Paris was, for me, that place I dreamed about growing up (and by growing up, what I really mean is my early and mid twenties), that I never thought I could possibly make it to. That was back when I didn't know any better. About anything, really. I didn't know that I got to make the choices in my life. I didn't know that I got to decide who I spent my time with and what I got to do during that time. I didn't realize that, really, Paris was just a place, and all I had to do to get there was go.

It had seemed impossible.

Ten years later, life doesn't (usually) feel too impossible. For the most part, Hubby and I...we can make good stuff happen. We've been lucky. We've been blessed. And we work hard at the rest.

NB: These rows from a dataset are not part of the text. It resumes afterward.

//! Registration, login and logout endpoints

use axum::{extract::State, Json};
use serde::{Deserialize, Serialize};
use utoipa::ToSchema;
use uuid::Uuid;

use crate::{
    error::AppResult,
    models::user::RegisterUser,
    validation::{self, rules, FieldRule},
    AppState,
};

use super::{Anonymous, Authenticated, JsonBody, MessageResponse};

/// Login request
#[derive(Deserialize, ToSchema)]
pub struct LoginRequest {
    pub username: String,
    pub password: String,
}

/// Login response
#[derive(Serialize, ToSchema)]
pub struct LoginResponse {
    pub message: String,
    /// Bearer token to send in the `Authorization` header
    pub token: String,
}

/// Response carrying the id of the created or updated user
#[derive(Serialize, ToSchema)]
pub struct UserIdResponse {
    pub message: String,
    pub user: Uuid,
}

/// Register a new account
#[utoipa::path(
    post,
    path = "/register",
    tag = "auth",
    request_body = RegisterUser,
    responses(
        (status = 200, description = "User registered", body = UserIdResponse),
        (status = 403, description = "Already logged in"),
        (status = 409, description = "Username or email already in use"),
        (status = 422, description = "Invalid input")
    )
)]
pub async fn register(
    State(state): State<AppState>,
    _: Anonymous,
    JsonBody(body): JsonBody,
) -> AppResult<Json<UserIdResponse>> {
    let user: RegisterUser = validation::validated(
        &[rules::name(), rules::username(), rules::email(), rules::password()],
        body,
    )?;

    let id = state.services.users.register(user).await?;

    Ok(Json(UserIdResponse {
        message: "user registered successfully".to_string(),
        user: id,
    }))
}

/// Log in with username and password
#[utoipa::path(
    post,
    path = "/login",
    tag = "auth",
    request_body = LoginRequest,
    responses(
        (status = 200, description = "Logged in", body = LoginResponse),
        (status = 401, description = "Incorrect password"),
        (status = 403, description = "Already logged in"),
        (status = 404, description = "Unknown username"),
        (status = 422, description = "Invalid input")
    )
)]
pub async fn login(
    State(state): State<AppState>,
    _: Anonymous,
    JsonBody(body): JsonBody,
) -> AppResult<Json<LoginResponse>> {
    let request: LoginRequest = validation::validated(
        &[
            FieldRule::body("username").exists().not_empty().trim(),
            FieldRule::body("password").exists().not_empty(),
        ],
        body,
    )?;

    let token = state
        .services
        .users
        .login(&request.username, &request.password)
        .await?;

    Ok(Json(LoginResponse {
        message: "Logged In".to_string(),
        token,
    }))
}

/// Close the current session
#[utoipa::path(
    post,
    path = "/logout",
    tag = "auth",
    security(("bearer_auth" = [])),
    responses(
        (status = 200, description = "Logged out", body = MessageResponse),
        (status = 401, description = "Not authenticated")
    )
)]
pub async fn logout(
    State(state): State<AppState>,
    Authenticated(session): Authenticated,
) -> AppResult<Json<MessageResponse>> {
    state.services.users.logout(&session).await?;
    Ok(MessageResponse::new("Logged Out"))
}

So for the last few months I have been practicing my French conversational tapes in the car (I don't know who I'm kidding considering that last time we went, I did that too, and ended up making a fool of myself while Hubby just pointed and grunted and got us whatever we needed, aaaannnndddd I've been speaking English since I was four years old and yet people still tell me I have a "cute litttle accent" and occasionally that I "sound like JLo", never mind the fact that I am not Puerto Rican nor from the Bronx). I have planned my Paris outfits ("By Day" and "By Night"...all black and grey and as chic as my closet contents and fashion imagination can create). I have made lists (mostly typed, some even laminated) for all the sitters. I have mapped out the Parisien addresses of the best consignment shops and coolest bars. I have dutifully doled out vitamins and smothered antibacterial gel and made sure everyone's immune system is in peak working condition. And then, I have prayed a little and panicked a little and worried a little and done little happy dances in my head that I will be in Paris...Paris!

I recognize that couple...not quite so fresh-faced anymore, but still in awe of our bonne fortune.